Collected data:
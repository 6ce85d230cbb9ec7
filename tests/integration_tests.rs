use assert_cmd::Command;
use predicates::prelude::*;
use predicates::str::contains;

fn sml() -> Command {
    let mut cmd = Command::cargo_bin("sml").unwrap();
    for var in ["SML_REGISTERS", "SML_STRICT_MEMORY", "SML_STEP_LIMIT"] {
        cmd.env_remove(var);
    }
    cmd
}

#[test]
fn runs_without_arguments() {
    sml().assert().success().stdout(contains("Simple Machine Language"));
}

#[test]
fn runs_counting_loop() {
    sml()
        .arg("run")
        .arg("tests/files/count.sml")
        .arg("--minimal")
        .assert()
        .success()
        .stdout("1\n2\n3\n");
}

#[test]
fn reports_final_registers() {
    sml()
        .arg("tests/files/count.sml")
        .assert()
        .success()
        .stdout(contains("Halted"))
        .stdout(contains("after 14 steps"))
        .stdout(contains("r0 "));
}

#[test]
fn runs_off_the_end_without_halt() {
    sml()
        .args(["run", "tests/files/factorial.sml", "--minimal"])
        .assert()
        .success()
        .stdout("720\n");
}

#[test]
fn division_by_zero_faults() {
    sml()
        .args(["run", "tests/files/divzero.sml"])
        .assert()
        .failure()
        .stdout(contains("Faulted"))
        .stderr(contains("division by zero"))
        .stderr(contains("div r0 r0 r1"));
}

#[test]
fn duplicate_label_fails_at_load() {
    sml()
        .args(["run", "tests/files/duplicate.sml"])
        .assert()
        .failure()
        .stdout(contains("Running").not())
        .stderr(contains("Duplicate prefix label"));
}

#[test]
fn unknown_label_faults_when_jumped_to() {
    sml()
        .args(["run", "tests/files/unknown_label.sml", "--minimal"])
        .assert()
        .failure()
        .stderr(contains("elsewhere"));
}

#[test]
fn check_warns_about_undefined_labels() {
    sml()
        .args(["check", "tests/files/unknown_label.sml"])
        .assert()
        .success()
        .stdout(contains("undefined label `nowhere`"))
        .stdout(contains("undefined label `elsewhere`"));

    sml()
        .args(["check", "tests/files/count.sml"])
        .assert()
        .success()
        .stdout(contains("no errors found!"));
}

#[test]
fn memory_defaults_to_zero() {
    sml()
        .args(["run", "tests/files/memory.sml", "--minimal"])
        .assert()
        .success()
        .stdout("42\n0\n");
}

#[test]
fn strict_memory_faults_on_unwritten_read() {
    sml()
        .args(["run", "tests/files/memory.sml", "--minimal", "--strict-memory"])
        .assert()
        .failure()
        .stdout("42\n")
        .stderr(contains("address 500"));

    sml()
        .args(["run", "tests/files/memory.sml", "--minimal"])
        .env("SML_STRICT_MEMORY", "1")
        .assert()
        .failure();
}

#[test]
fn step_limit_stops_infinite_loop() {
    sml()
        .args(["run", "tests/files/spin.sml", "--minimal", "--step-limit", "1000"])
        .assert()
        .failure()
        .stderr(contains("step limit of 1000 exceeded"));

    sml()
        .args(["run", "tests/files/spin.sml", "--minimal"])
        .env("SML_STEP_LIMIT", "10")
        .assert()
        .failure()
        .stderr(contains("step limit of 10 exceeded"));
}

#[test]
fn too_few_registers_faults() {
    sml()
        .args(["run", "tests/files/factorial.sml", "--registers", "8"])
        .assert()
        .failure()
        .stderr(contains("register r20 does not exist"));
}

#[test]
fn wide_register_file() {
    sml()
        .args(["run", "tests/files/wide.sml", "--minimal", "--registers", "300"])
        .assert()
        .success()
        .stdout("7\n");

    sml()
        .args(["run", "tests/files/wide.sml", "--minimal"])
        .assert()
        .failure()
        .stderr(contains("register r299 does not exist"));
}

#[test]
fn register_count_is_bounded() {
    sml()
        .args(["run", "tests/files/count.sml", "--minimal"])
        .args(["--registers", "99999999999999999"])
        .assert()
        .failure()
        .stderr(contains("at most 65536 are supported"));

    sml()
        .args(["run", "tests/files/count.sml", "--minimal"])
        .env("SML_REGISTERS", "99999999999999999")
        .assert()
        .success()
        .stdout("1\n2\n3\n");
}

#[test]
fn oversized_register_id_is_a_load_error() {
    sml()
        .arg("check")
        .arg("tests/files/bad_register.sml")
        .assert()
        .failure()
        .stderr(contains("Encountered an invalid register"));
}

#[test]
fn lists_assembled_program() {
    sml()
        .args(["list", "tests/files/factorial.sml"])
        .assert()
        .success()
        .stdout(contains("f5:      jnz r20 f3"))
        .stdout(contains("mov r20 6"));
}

Work instruction:
Filter the records for the word "does" and show every line that has it.

Expected answer:
        .stderr(contains("register r20 does not exist"));
        .stderr(contains("register r299 does not exist"));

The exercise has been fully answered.